__Records provided__

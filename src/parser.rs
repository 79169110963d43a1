use std::borrow::Cow;
use std::collections::HashMap;

use crate::env::SourceEnv;
use crate::error::{Error, ParseError, ParseErrorKind};
use crate::model::Entry;

/// Parse dotenv entries from UTF-8 text.
///
/// Keys are unique in the result. When a key is assigned more than once the
/// last value wins and the entry keeps the position of its first assignment.
///
/// `$NAME` and `${NAME}` in unquoted and double-quoted values resolve to an
/// earlier entry, then to the process environment, and otherwise to an empty
/// string. Single-quoted and backtick values are never expanded.
pub fn parse_str(input: &str) -> Result<Vec<Entry>, Error> {
    parse_str_with_env(input, &SourceEnv::process())
}

/// Like [`parse_str`], resolving references the file does not define in `env`.
pub fn parse_str_with_env(input: &str, env: &SourceEnv) -> Result<Vec<Entry>, Error> {
    parse_entries(input, env).map_err(Error::from)
}

/// Parse dotenv entries from UTF-8 bytes.
pub fn parse_bytes(input: &[u8]) -> Result<Vec<Entry>, Error> {
    parse_bytes_with_env(input, &SourceEnv::process())
}

pub fn parse_bytes_with_env(input: &[u8], env: &SourceEnv) -> Result<Vec<Entry>, Error> {
    let text = std::str::from_utf8(input)?;
    parse_str_with_env(text, env)
}

fn parse_entries(input: &str, env: &SourceEnv) -> Result<Vec<Entry>, ParseError> {
    let normalized = normalize_newlines(input);

    let mut entries: Vec<Entry> = Vec::new();
    let mut positions = HashMap::<String, usize>::new();

    for (line, statement) in Statements::new(&normalized) {
        let Some(assignment) = parse_statement(statement, line)? else {
            continue;
        };

        let value = match assignment.value {
            RawValue::Literal(value) => value,
            RawValue::Expandable(value) => expand(&value, |name| {
                positions
                    .get(name)
                    .map(|&idx| entries[idx].value.clone())
                    .or_else(|| env.var(name))
            }),
        };
        let entry = Entry {
            key: assignment.key,
            value,
            line,
        };

        match positions.get(&entry.key) {
            Some(&idx) => entries[idx] = entry,
            None => {
                positions.insert(entry.key.clone(), entries.len());
                entries.push(entry);
            }
        }
    }

    Ok(entries)
}

/// Splits input into statements: usually one line, more when a quoted value
/// spans several lines.
struct Statements<'a> {
    input: &'a str,
    offset: usize,
    line: u32,
}

impl<'a> Statements<'a> {
    fn new(input: &'a str) -> Self {
        Self {
            input,
            offset: 0,
            line: 1,
        }
    }
}

impl<'a> Iterator for Statements<'a> {
    type Item = (u32, &'a str);

    fn next(&mut self) -> Option<Self::Item> {
        let bytes = self.input.as_bytes();
        if self.offset >= bytes.len() {
            return None;
        }

        let start = self.offset;
        let start_line = self.line;
        let mut idx = start;
        // Quotes inside a comment line never open a value.
        let mut scan = if self.input[start..]
            .trim_start_matches([' ', '\t'])
            .starts_with('#')
        {
            Scan::Comment
        } else {
            Scan::Key
        };

        while idx < bytes.len() {
            let byte = bytes[idx];
            if byte == b'\n' {
                if !matches!(scan, Scan::Quoted(_)) {
                    break;
                }
                self.line += 1;
                idx += 1;
                continue;
            }

            scan = match scan {
                Scan::Key if byte == b'=' => Scan::ValueStart,
                Scan::ValueStart if matches!(byte, b'"' | b'\'' | b'`') => Scan::Quoted(byte),
                Scan::ValueStart if byte == b' ' || byte == b'\t' => Scan::ValueStart,
                Scan::ValueStart => Scan::Unquoted,
                Scan::Quoted(quote) if byte == quote && !is_escaped(bytes, idx) => Scan::Unquoted,
                other => other,
            };
            idx += 1;
        }

        let statement = &self.input[start..idx];
        if idx < bytes.len() {
            // consume the terminating newline
            idx += 1;
            self.line += 1;
        }
        self.offset = idx;

        Some((start_line, statement))
    }
}

#[derive(Clone, Copy)]
enum Scan {
    Comment,
    Key,
    ValueStart,
    Unquoted,
    Quoted(u8),
}

fn normalize_newlines(input: &str) -> Cow<'_, str> {
    if !input.contains('\r') {
        return Cow::Borrowed(input);
    }

    Cow::Owned(input.replace("\r\n", "\n").replace('\r', "\n"))
}

fn is_escaped(bytes: &[u8], idx: usize) -> bool {
    let backslashes = bytes[..idx]
        .iter()
        .rev()
        .take_while(|byte| **byte == b'\\')
        .count();
    backslashes % 2 == 1
}

/// A value before variable expansion.
enum RawValue {
    Literal(String),
    Expandable(String),
}

struct Assignment {
    key: String,
    value: RawValue,
}

/// 1-based column, in characters, of byte offset `offset` within `text`.
fn column_at(text: &str, offset: usize) -> u32 {
    text[..offset].chars().count() as u32 + 1
}

fn parse_statement(statement: &str, line: u32) -> Result<Option<Assignment>, ParseError> {
    let mut rest = statement.trim_start();
    if rest.is_empty() || rest.starts_with('#') {
        return Ok(None);
    }

    if let Some(after) = rest.strip_prefix("export")
        && after.starts_with(char::is_whitespace)
    {
        rest = after.trim_start();
    }

    let Some((raw_key, raw_value)) = rest.split_once('=') else {
        if rest.is_empty() {
            return Err(ParseError::new(line, 1, ParseErrorKind::MissingKey));
        }
        let column = column_at(statement, statement.len());
        return Err(ParseError::new(
            line,
            column,
            ParseErrorKind::InvalidSyntax,
        ));
    };

    let key = raw_key.trim_end();
    if key.is_empty() {
        return Err(ParseError::new(line, 1, ParseErrorKind::MissingKey));
    }
    if !key.chars().all(is_key_char) {
        return Err(ParseError::new(line, 1, ParseErrorKind::InvalidKey));
    }

    let value_text = raw_value.trim_start();
    let column = column_at(statement, statement.len() - value_text.len());
    let value = parse_value(value_text, line, column)?;

    Ok(Some(Assignment {
        key: key.to_owned(),
        value,
    }))
}

fn is_key_char(ch: char) -> bool {
    ch.is_ascii_alphanumeric() || matches!(ch, '_' | '.' | '-')
}

fn parse_value(input: &str, line: u32, column: u32) -> Result<RawValue, ParseError> {
    match input.chars().next() {
        None => Ok(RawValue::Literal(String::new())),
        Some('"') => parse_double_quoted(input, line, column).map(RawValue::Expandable),
        Some(quote @ ('\'' | '`')) => {
            parse_literal_quoted(input, quote, line, column).map(RawValue::Literal)
        }
        Some(_) => {
            let value = match input.split_once(" #") {
                Some((head, _)) => head,
                None => input,
            };
            Ok(RawValue::Expandable(value.trim().to_owned()))
        }
    }
}

/// Single-quoted and backtick values are kept verbatim.
fn parse_literal_quoted(
    input: &str,
    quote: char,
    line: u32,
    column: u32,
) -> Result<String, ParseError> {
    let end = input
        .char_indices()
        .skip(1)
        .find(|&(idx, ch)| ch == quote && !is_escaped(input.as_bytes(), idx))
        .map(|(idx, _)| idx)
        .ok_or_else(|| ParseError::new(line, column, ParseErrorKind::UnterminatedQuote))?;

    check_trailing(input, end, line, column)?;
    Ok(input[1..end].to_owned())
}

fn parse_double_quoted(input: &str, line: u32, column: u32) -> Result<String, ParseError> {
    let mut out = String::with_capacity(input.len());
    let mut escaped = false;
    let mut end = None;

    for (idx, ch) in input.char_indices().skip(1) {
        if escaped {
            let unescaped = match ch {
                'n' => '\n',
                'r' => '\r',
                't' => '\t',
                // left for `expand`, which reads `\$` as a literal dollar
                '$' => {
                    out.push('\\');
                    '$'
                }
                other => other,
            };
            out.push(unescaped);
            escaped = false;
            continue;
        }

        match ch {
            '\\' => escaped = true,
            '"' => {
                end = Some(idx);
                break;
            }
            _ => out.push(ch),
        }
    }

    let Some(end) = end else {
        return Err(ParseError::new(
            line,
            column,
            ParseErrorKind::UnterminatedQuote,
        ));
    };

    check_trailing(input, end, line, column)?;
    Ok(out)
}

/// Only a comment may follow the closing quote.
fn check_trailing(input: &str, end: usize, line: u32, column: u32) -> Result<(), ParseError> {
    let tail = input[end + 1..].trim_start();
    if tail.is_empty() || tail.starts_with('#') {
        return Ok(());
    }
    Err(ParseError::new(
        line,
        column + input[..=end].chars().count() as u32,
        ParseErrorKind::InvalidSyntax,
    ))
}

/// Substitute `$NAME` and `${NAME}` through `lookup`; unresolved names become
/// empty. `\$` is a literal dollar sign.
fn expand(input: &str, lookup: impl Fn(&str) -> Option<String>) -> String {
    if !input.contains('$') {
        return input.to_owned();
    }

    let bytes = input.as_bytes();
    let mut out = String::with_capacity(input.len());
    let mut cursor = 0;
    let mut idx = 0;

    while idx < bytes.len() {
        if bytes[idx] != b'$' {
            idx += 1;
            continue;
        }

        if is_escaped(bytes, idx) {
            out.push_str(&input[cursor..idx - 1]);
            out.push('$');
            idx += 1;
            cursor = idx;
            continue;
        }

        let Some((name, end)) = placeholder(input, idx) else {
            idx += 1;
            continue;
        };
        out.push_str(&input[cursor..idx]);
        out.push_str(&lookup(name).unwrap_or_default());
        idx = end;
        cursor = end;
    }

    out.push_str(&input[cursor..]);
    out
}

/// Name and end offset of the reference starting at the `$` at `start`.
fn placeholder(input: &str, start: usize) -> Option<(&str, usize)> {
    let rest = &input[start + 1..];
    if let Some(braced) = rest.strip_prefix('{') {
        let len = braced.find('}')?;
        let name = &braced[..len];
        if name.is_empty() || !name.bytes().all(is_var_byte) {
            return None;
        }
        return Some((name, start + len + 3));
    }

    let len = rest.bytes().take_while(|byte| is_var_byte(*byte)).count();
    (len > 0).then(|| (&rest[..len], start + 1 + len))
}

fn is_var_byte(byte: u8) -> bool {
    byte.is_ascii_alphanumeric() || byte == b'_'
}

__What is needed__
Return exactly, and only, the lines from the start of the listing through the line with "let mut positions".

__Exercise result__
filename src/parser.rs
repository 79169110963d43a1
use std::borrow::Cow;
use std::collections::HashMap;

use crate::env::SourceEnv;
use crate::error::{Error, ParseError, ParseErrorKind};
use crate::model::Entry;

/// Parse dotenv entries from UTF-8 text.
///
/// Keys are unique in the result. When a key is assigned more than once the
/// last value wins and the entry keeps the position of its first assignment.
///
/// `$NAME` and `${NAME}` in unquoted and double-quoted values resolve to an
/// earlier entry, then to the process environment, and otherwise to an empty
/// string. Single-quoted and backtick values are never expanded.
pub fn parse_str(input: &str) -> Result<Vec<Entry>, Error> {
    parse_str_with_env(input, &SourceEnv::process())
}

/// Like [`parse_str`], resolving references the file does not define in `env`.
pub fn parse_str_with_env(input: &str, env: &SourceEnv) -> Result<Vec<Entry>, Error> {
    parse_entries(input, env).map_err(Error::from)
}

/// Parse dotenv entries from UTF-8 bytes.
pub fn parse_bytes(input: &[u8]) -> Result<Vec<Entry>, Error> {
    parse_bytes_with_env(input, &SourceEnv::process())
}

pub fn parse_bytes_with_env(input: &[u8], env: &SourceEnv) -> Result<Vec<Entry>, Error> {
    let text = std::str::from_utf8(input)?;
    parse_str_with_env(text, env)
}

fn parse_entries(input: &str, env: &SourceEnv) -> Result<Vec<Entry>, ParseError> {
    let normalized = normalize_newlines(input);

    let mut entries: Vec<Entry> = Vec::new();
    let mut positions = HashMap::<String, usize>::new();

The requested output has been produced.